Document Type



Available under a Creative Commons Attribution Non-Commercial Share Alike 4.0 International Licence


Public and environmental health


Approximately 1.5 million individuals in Ontario are supplied by private water wells (private groundwater supplies). Unlike municipal supplies, private well water quality remains unregulated, with owners responsible for testing, treating, and maintaining their own water supplies. The COVID-19 global pandemic and associated non-pharmaceutical interventions (NPIs) have impacted many environmental (e.g., surface water and air quality) and human (e.g., healthcare, transportation) systems over the past 15-months (January 2020 to March 2021). To date, the impact of these interventions on private groundwater systems remains largely unknown. Accordingly, the current study aimed to investigate the impact of a province-wide COVID-19 lockdown (late-March 2020) on health behaviours (i.e., private domestic groundwater sampling) and groundwater quality (via Escherichia coli (E. coli) detection and concentration) in private well water in Ontario, using time-series analyses (seasonal decomposition, interrupted time-series) of a large-spatio-temporal dataset (January 2016 to March 2021; N = 743,200 samples). Findings indicate that lockdown concurred with an immediate (p = 0.015) and sustained (p < 0.001) decrease in sampling rates, equating to approximately 2200 fewer samples received per week post-interruption. Likewise, a slightly decreased E. coli detection rate was observed approximately one month after lockdowns began (p = 0.003), while the proportion of “highly contaminated” samples (i.e., E. coli > 10 CFU/100 mL) was shown to increase within one month (p = 0.02), followed by a sustained decrease for the remainder of the year (May 2020–December 2020).
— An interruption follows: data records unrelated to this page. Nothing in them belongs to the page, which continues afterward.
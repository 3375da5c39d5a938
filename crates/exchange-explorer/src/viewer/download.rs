//! Download of the rendered diagram as an SVG file

use std::fs;
use std::path::{Path, PathBuf};

use tracing::info;

use crate::core::Result;

/// MIME type of the downloaded file
pub const SVG_MIME: &str = "image/svg+xml";

/// A file ready to be saved by the host
#[derive(Debug, Clone, PartialEq, Eq)]
pub struct SvgDownload {
    /// `<exchangeName>.svg`
    pub file_name: String,
    pub mime_type: &'static str,
    pub contents: String,
}

impl SvgDownload {
    pub fn new(exchange: &str, markup: &str) -> Self {
        Self {
            file_name: format!("{}.svg", exchange),
            mime_type: SVG_MIME,
            contents: markup.to_string(),
        }
    }

    /// Write the file into `dir`, returning the full path
    pub fn save_in(&self, dir: &Path) -> Result<PathBuf> {
        let path = dir.join(&self.file_name);
        self.save_as(&path)?;
        Ok(path)
    }

    /// Write the file to an explicit path
    pub fn save_as(&self, path: &Path) -> Result<()> {
        fs::write(path, &self.contents)?;
        info!(path = %path.display(), bytes = self.contents.len(), "Saved SVG download");
        Ok(())
    }
}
Analyses strongly suggest that COVID-19 interventions resulted in discernible impacts on both well user behaviours and hydrogeological mechanisms. Findings may be used as an evidence-base for assisting policy makers, public health practitioners and private well owners in developing recommendations and mitigation strategies to manage public health risks during extreme and/or unprecedented future events.